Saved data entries

******************************

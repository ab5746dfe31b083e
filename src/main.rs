use clap::Parser;
use colored::*;
use std::process;

use weatherbot::cli::Args;
use weatherbot::config::Config;
use weatherbot::conversation::Assistant;
use weatherbot::error::Result;
use weatherbot::ui::{
    banner, display_error, display_simulated_warning, display_turn, display_warning,
    is_exit_command, separator, LineReader,
};

const DEMO_QUERIES: [&str; 3] = [
    "What's the weather like in Tokyo right now?",
    "What time is it in London?",
    "Should I wear a jacket in New York today?",
];

#[tokio::main]
async fn main() {
    let _ = dotenvy::dotenv();
    let args = Args::parse();

    let config = match Config::from_env_and_args(&args) {
        Ok(config) => config,
        Err(e) => {
            display_error(&e.to_string());
            process::exit(1);
        }
    };

    let assistant = match Assistant::from_config(&config) {
        Ok(assistant) => assistant,
        Err(e) => {
            display_error(&e.to_string());
            process::exit(1);
        }
    };

    if config.verbose {
        eprintln!(
            "{}",
            format!("[AI] Endpoint: {} model: {}", config.api_base, config.model).dimmed()
        );
    }

    match assistant.check_connection().await {
        Ok(models) => {
            if config.verbose {
                eprintln!("{}", format!("[AI] Server models: {:?}", models).dimmed());
            }
        }
        Err(e) => {
            display_error(&format!("Cannot connect to {}: {}", config.api_base, e));
            for hint in assistant.connection_hints() {
                display_warning(&hint);
            }
            process::exit(1);
        }
    }

    if config.weather.usable_key().is_none() {
        display_simulated_warning();
    }

    if !args.query.is_empty() {
        let query = args.query.join(" ");
        if let Err(e) = answer(&assistant, &query).await {
            display_error(&e.to_string());
            process::exit(1);
        }
        if !args.interactive {
            return;
        }
    } else {
        banner("Weather & Time Assistant");
        run_demo(&assistant).await;
    }

    if let Err(e) = interactive(&assistant).await {
        display_error(&e.to_string());
        process::exit(1);
    }
}

async fn answer(assistant: &Assistant, query: &str) -> Result<()> {
    let report = assistant.ask(query).await?;
    display_turn(&report, assistant.settings().verbose);
    Ok(())
}

async fn run_demo(assistant: &Assistant) {
    println!("\n{}\n", "Running test queries...".cyan());

    for (i, query) in DEMO_QUERIES.iter().enumerate() {
        println!(
            "\n[{}/{}] {} {}",
            i + 1,
            DEMO_QUERIES.len(),
            "User:".bold(),
            query
        );
        separator();

        if let Err(e) = answer(assistant, query).await {
            display_error(&e.to_string());
        }
    }
}

async fn interactive(assistant: &Assistant) -> Result<()> {
    println!("\n{}", "Interactive mode (type 'quit' to exit):".cyan());
    separator();

    let mut reader = LineReader::new();
    while let Some(input) = reader.prompt("You: ").await? {
        if is_exit_command(&input) {
            break;
        }
        if input.is_empty() {
            continue;
        }

        if let Err(e) = answer(assistant, &input).await {
            display_error(&e.to_string());
        }
    }

    println!("Goodbye!");
    Ok(())
}
use chrono::Utc;
use serde::{Deserialize, Serialize};

/// Автор сообщения в чате
#[derive(Debug, Clone, Copy, PartialEq, Eq, Hash, Serialize, Deserialize)]
#[serde(rename_all = "lowercase")]
pub enum Sender {
    User,
    Bot,
}

impl Sender {
    pub fn as_str(&self) -> &'static str {
        match self {
            Sender::User => "user",
            Sender::Bot => "bot",
        }
    }

    pub fn is_user(&self) -> bool {
        matches!(self, Sender::User)
    }
}

/// Идентификатор сообщения: миллисекунды с эпохи на момент создания.
///
/// Уникален в пределах сессии и строго возрастает в порядке создания,
/// см. [`super::Transcript::append_at`].
#[derive(
    Debug, Clone, Copy, PartialEq, Eq, PartialOrd, Ord, Hash, Serialize, Deserialize,
)]
pub struct MessageId(pub i64);

impl MessageId {
    pub fn value(&self) -> i64 {
        self.0
    }

    /// Текущее время в миллисекундах, источник для новых идентификаторов
    pub fn now_millis() -> i64 {
        Utc::now().timestamp_millis()
    }
}

impl std::fmt::Display for MessageId {
    fn fmt(&self, f: &mut std::fmt::Formatter<'_>) -> std::fmt::Result {
        write!(f, "{}", self.0)
    }
}

/// Сообщение чата. Неизменяемо после создания, создаётся только транскриптом.
#[derive(Debug, Clone, PartialEq, Eq, Serialize, Deserialize)]
pub struct Message {
    pub id: MessageId,
    pub sender: Sender,
    pub text: String,
}

impl Message {
    pub(super) fn new(id: MessageId, sender: Sender, text: String) -> Self {
        Self { id, sender, text }
    }

    pub fn is_user(&self) -> bool {
        self.sender.is_user()
    }
}
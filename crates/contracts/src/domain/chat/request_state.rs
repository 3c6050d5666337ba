/// Состояние запроса одного вида (чат или загрузка): `Idle -> Pending -> Idle`.
///
/// Отдельного состояния ошибки нет: ошибки становятся обычными
/// сообщениями бота в транскрипте.
#[derive(Debug, Clone, Copy, PartialEq, Eq, Default)]
pub enum RequestState {
    #[default]
    Idle,
    Pending,
}

impl RequestState {
    pub fn is_pending(&self) -> bool {
        matches!(self, RequestState::Pending)
    }

    /// Idle -> Pending. Возвращает `false`, если запрос уже в полёте.
    pub fn try_begin(&mut self) -> bool {
        match self {
            RequestState::Idle => {
                *self = RequestState::Pending;
                true
            }
            RequestState::Pending => false,
        }
    }

    /// Pending -> Idle, безусловно
    pub fn settle(&mut self) {
        *self = RequestState::Idle;
    }
}
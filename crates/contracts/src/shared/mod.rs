pub mod endpoints;
pub mod error;
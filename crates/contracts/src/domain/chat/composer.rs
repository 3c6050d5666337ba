use super::request_state::RequestState;
use super::texts;
use crate::shared::error::ApiError;

/// Состояние поля ввода сообщения и запроса к чат-сервису
#[derive(Debug, Clone, Default, PartialEq, Eq)]
pub struct ComposerState {
    pub draft: String,
    pub chat: RequestState,
}

impl ComposerState {
    pub fn new() -> Self {
        Self::default()
    }

    pub fn is_sending(&self) -> bool {
        self.chat.is_pending()
    }

    /// Кнопка отправки активна только для непустого черновика и без запроса в полёте
    pub fn can_send(&self) -> bool {
        !self.is_sending() && !self.draft.trim().is_empty()
    }

    /// Начать отправку черновика.
    ///
    /// Возвращает обрезанный текст, переводит чат в `Pending` и очищает
    /// черновик. Для пустого черновика или при запросе в полёте возвращает
    /// `None` и состояние не меняет.
    pub fn begin_send(&mut self) -> Option<String> {
        if !self.can_send() {
            return None;
        }
        let text = self.draft.trim().to_string();
        self.chat.try_begin();
        self.draft.clear();
        Some(text)
    }

    pub fn settle(&mut self) {
        self.chat.settle();
    }
}

/// Текст ответа бота по результату запроса к чату.
///
/// Тело ответа показывается как есть; любая ошибка заменяется
/// фиксированным текстом.
pub fn chat_reply_text(result: Result<String, ApiError>) -> String {
    match result {
        Ok(body) => body,
        Err(_) => texts::CHAT_FAILED.to_string(),
    }
}

#[cfg(test)]
mod tests {
    use super::*;

    fn composer(draft: &str) -> ComposerState {
        ComposerState {
            draft: draft.to_string(),
            chat: RequestState::Idle,
        }
    }

    #[test]
    fn test_begin_send_trims_and_clears() {
        let mut c = composer("  Hello \n");
        assert_eq!(c.begin_send(), Some("Hello".to_string()));
        assert!(c.draft.is_empty());
        assert!(c.is_sending());
    }

    #[test]
    fn test_blank_draft_is_noop() {
        for draft in ["", "   ", "\t\n "] {
            let mut c = composer(draft);
            let before = c.clone();
            assert_eq!(c.begin_send(), None);
            assert_eq!(c, before);
        }
    }

    #[test]
    fn test_pending_blocks_second_send() {
        let mut c = composer("first");
        assert!(c.begin_send().is_some());
        c.draft = "second".to_string();
        assert!(!c.can_send());
        assert_eq!(c.begin_send(), None);
        assert_eq!(c.draft, "second");

        c.settle();
        assert_eq!(c.begin_send(), Some("second".to_string()));
    }

    #[test]
    fn test_reply_text() {
        assert_eq!(chat_reply_text(Ok("  raw *body*\n".into())), "  raw *body*\n");
        assert_eq!(
            chat_reply_text(Err(ApiError::Transport("refused".into()))),
            texts::CHAT_FAILED
        );
    }
}
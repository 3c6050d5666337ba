//! Фиксированные тексты интерфейса чата

pub const HEADER_TITLE: &str = "Chat";
pub const HEADER_SUBTITLE: &str = "Upload PDF and chat with AI";

pub const EMPTY_TITLE: &str = "Upload a PDF and start chatting!";
pub const EMPTY_SUBTITLE: &str = "How can I help you today?";

pub const TYPING: &str = "typing…";
pub const COMPOSER_PLACEHOLDER: &str = "Message Gemini…";

pub const UPLOAD_IDLE_LABEL: &str = "Upload PDF";
pub const UPLOAD_PENDING_LABEL: &str = "Uploading...";

pub const UPLOAD_FAILED: &str = "❌ File upload failed. Try again.";
pub const UPLOAD_TRANSPORT_ERROR: &str = "❌ File upload error. Check your connection.";
pub const CHAT_FAILED: &str = "❌ Failed to get response from chatbot.";

pub fn upload_succeeded(file_name: &str) -> String {
    format!("✅ File \"{}\" uploaded successfully.", file_name)
}

pub fn uploaded_label(file_name: &str) -> String {
    format!("Uploaded: {}", file_name)
}
//! Chat View - View Component

use super::message_row::{MessageRow, TypingRow};
use super::view_model::ChatViewVm;
use crate::shared::icons::icon;
use contracts::domain::chat::texts;
use contracts::shared::endpoints::ChatEndpoints;
use leptos::prelude::*;
use thaw::*;

#[component]
#[allow(non_snake_case)]
pub fn ChatView() -> impl IntoView {
    let endpoints = use_context::<ChatEndpoints>().unwrap_or_default();
    let accept_mime = endpoints.accept_mime.clone();
    let vm = ChatViewVm::new(endpoints);
    let end_of_chat_ref = NodeRef::<leptos::html::Div>::new();

    let messages = Memo::new(move |_| vm.session.with(|s| s.messages().to_vec()));
    let is_sending = Memo::new(move |_| vm.session.with(|s| s.show_typing()));
    let is_uploading = Memo::new(move |_| vm.session.with(|s| s.upload.is_uploading()));
    let can_send = Memo::new(move |_| vm.session.with(|s| s.composer.can_send()));
    let draft = Memo::new(move |_| vm.session.with(|s| s.composer.draft.clone()));
    let upload_label = Memo::new(move |_| vm.session.with(|s| s.upload.label()));

    // Scroll to the newest row after every transcript or typing change
    Effect::new(move |_| {
        messages.track();
        is_sending.track();
        if let Some(end) = end_of_chat_ref.get() {
            request_animation_frame(move || {
                let opts = web_sys::ScrollIntoViewOptions::new();
                opts.set_behavior(web_sys::ScrollBehavior::Smooth);
                end.scroll_into_view_with_scroll_into_view_options(&opts);
            });
        }
    });

    let on_file_change = move |ev: leptos::ev::Event| {
        use wasm_bindgen::JsCast;
        let Some(input) = ev
            .target()
            .and_then(|t| t.dyn_into::<web_sys::HtmlInputElement>().ok())
        else {
            return;
        };
        if let Some(file) = input.files().and_then(|files| files.get(0)) {
            vm.upload_file(file);
        }
        // Allow picking the same file again
        input.set_value("");
    };

    let on_submit = move |ev: leptos::ev::SubmitEvent| {
        ev.prevent_default();
        vm.submit_message();
    };

    view! {
        <div style="position: fixed; inset: 0; display: flex; flex-direction: column; overflow: hidden; background: linear-gradient(to bottom right, #f8fafc, #eaf1fb);">
            // Header
            <Flex
                align=FlexAlign::Center
                style="gap: 12px; padding: 20px 24px; background: white; border-bottom: 1px solid var(--colorNeutralStroke2);"
            >
                <div style="width: 12px; height: 12px; border-radius: 50%; padding: 6px; background: linear-gradient(to right, #4285F4, #34A853, #FBBC05);"></div>
                <div>
                    <div style="font-size: 18px; font-weight: 600;">{texts::HEADER_TITLE}</div>
                    <div style="font-size: 12px; color: var(--colorNeutralForeground3);">
                        {texts::HEADER_SUBTITLE}
                    </div>
                </div>
            </Flex>

            // Messages area
            <div style="flex: 1; overflow-y: auto; padding: 24px;">
                <Show when=move || messages.with(|m| m.is_empty())>
                    <div style="display: flex; flex-direction: column; align-items: center; margin-top: 96px; text-align: center; color: var(--colorNeutralForeground3);">
                        <div style="font-size: 20px; font-weight: 600; margin-bottom: 8px;">
                            {texts::EMPTY_TITLE}
                        </div>
                        <div style="font-size: 14px;">{texts::EMPTY_SUBTITLE}</div>
                    </div>
                </Show>
                <div style="display: flex; flex-direction: column; gap: 24px;">
                    <For each=move || messages.get() key=|msg| msg.id let:msg>
                        <MessageRow message=msg />
                    </For>
                    <Show when=move || is_sending.get()>
                        <TypingRow />
                    </Show>
                    <div node_ref=end_of_chat_ref></div>
                </div>
            </div>

            // File upload + input
            <div style="display: flex; flex-direction: column; gap: 8px; padding: 16px 24px; background: white; border-top: 1px solid var(--colorNeutralStroke2);">
                <label style=move || {
                    if is_uploading.get() {
                        "display: flex; align-items: center; gap: 8px; padding: 12px; border-radius: 12px; border: 1px dashed var(--colorNeutralStroke1); opacity: 0.6; pointer-events: none;"
                    } else {
                        "display: flex; align-items: center; gap: 8px; padding: 12px; border-radius: 12px; border: 1px dashed var(--colorNeutralStroke1); cursor: pointer;"
                    }
                }>
                    {move || {
                        if is_uploading.get() {
                            view! { <Spinner size=SpinnerSize::Small /> }.into_any()
                        } else {
                            icon("upload")
                        }
                    }}
                    <span style="font-size: 14px; font-weight: 500;">{move || upload_label.get()}</span>
                    <input
                        type="file"
                        accept=accept_mime
                        style="display: none;"
                        disabled=move || is_uploading.get()
                        on:change=on_file_change
                    />
                </label>

                <form on:submit=on_submit style="display: flex; align-items: center; gap: 12px; margin-top: 4px;">
                    <input
                        type="text"
                        autocomplete="off"
                        placeholder=texts::COMPOSER_PLACEHOLDER
                        style="flex: 1; padding: 10px 16px; border-radius: 9999px; border: 1px solid var(--colorNeutralStroke2); background: #f1f3f4;"
                        prop:value=move || draft.get()
                        on:input=move |ev| vm.set_draft(event_target_value(&ev))
                        disabled=move || is_sending.get()
                    />
                    <button
                        type="submit"
                        style="width: 40px; height: 40px; border: none; border-radius: 50%; display: flex; align-items: center; justify-content: center; color: white; cursor: pointer; background: linear-gradient(to top right, #4285F4, #34A853);"
                        disabled=move || !can_send.get()
                    >
                        {icon("send")}
                    </button>
                </form>
            </div>
        </div>
    }
}
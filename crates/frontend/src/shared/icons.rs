use leptos::prelude::*;

pub fn icon(name: &str) -> AnyView {
    match name {
        "send" => view! {
            <svg width="20" height="20" viewBox="0 0 24 24" fill="none" stroke="currentColor" stroke-width="2" stroke-linecap="round" stroke-linejoin="round" aria-hidden="true">
                <path d="M22 2 11 13"/>
                <path d="M22 2 15 22 11 13 2 9 22 2z"/>
            </svg>
        }.into_any(),
        "upload" => view! {
            <svg width="24" height="24" viewBox="0 0 24 24" fill="none" stroke="currentColor" stroke-width="2" stroke-linecap="round" stroke-linejoin="round" aria-hidden="true">
                <path d="M4 14.9A7 7 0 1 1 15.7 8h1.8a4.5 4.5 0 0 1 2.5 8.2"/>
                <path d="M12 12v9"/>
                <path d="m16 16-4-4-4 4"/>
            </svg>
        }.into_any(),
        "bot" => view! {
            <svg width="16" height="16" viewBox="0 0 24 24" fill="none" stroke="currentColor" stroke-width="2" stroke-linecap="round" stroke-linejoin="round" aria-hidden="true">
                <rect x="3" y="11" width="18" height="10" rx="2"/>
                <circle cx="12" cy="5" r="2"/>
                <path d="M12 7v4"/>
                <path d="M8 16h.01"/>
                <path d="M16 16h.01"/>
            </svg>
        }.into_any(),
        "user" => view! {
            <svg width="16" height="16" viewBox="0 0 24 24" fill="none" stroke="currentColor" stroke-width="2" stroke-linecap="round" stroke-linejoin="round" aria-hidden="true">
                <path d="M20 21v-2a4 4 0 0 0-4-4H8a4 4 0 0 0-4 4v2"/>
                <circle cx="12" cy="7" r="4"/>
            </svg>
        }.into_any(),
        _ => view! {
            <svg width="20" height="20" viewBox="0 0 24 24" fill="none" stroke="currentColor" stroke-width="2" stroke-linecap="round" stroke-linejoin="round" aria-hidden="true">
                <circle cx="12" cy="12" r="10"/>
                <path d="M12 8v4l3 3"/>
            </svg>
        }.into_any(),
    }
}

******************************

Lines in the data that hold "ComposerState" must be located and copied.

:: OUTPUT ::
pub struct ComposerState {
impl ComposerState {
    fn composer(draft: &str) -> ComposerState {
        ComposerState {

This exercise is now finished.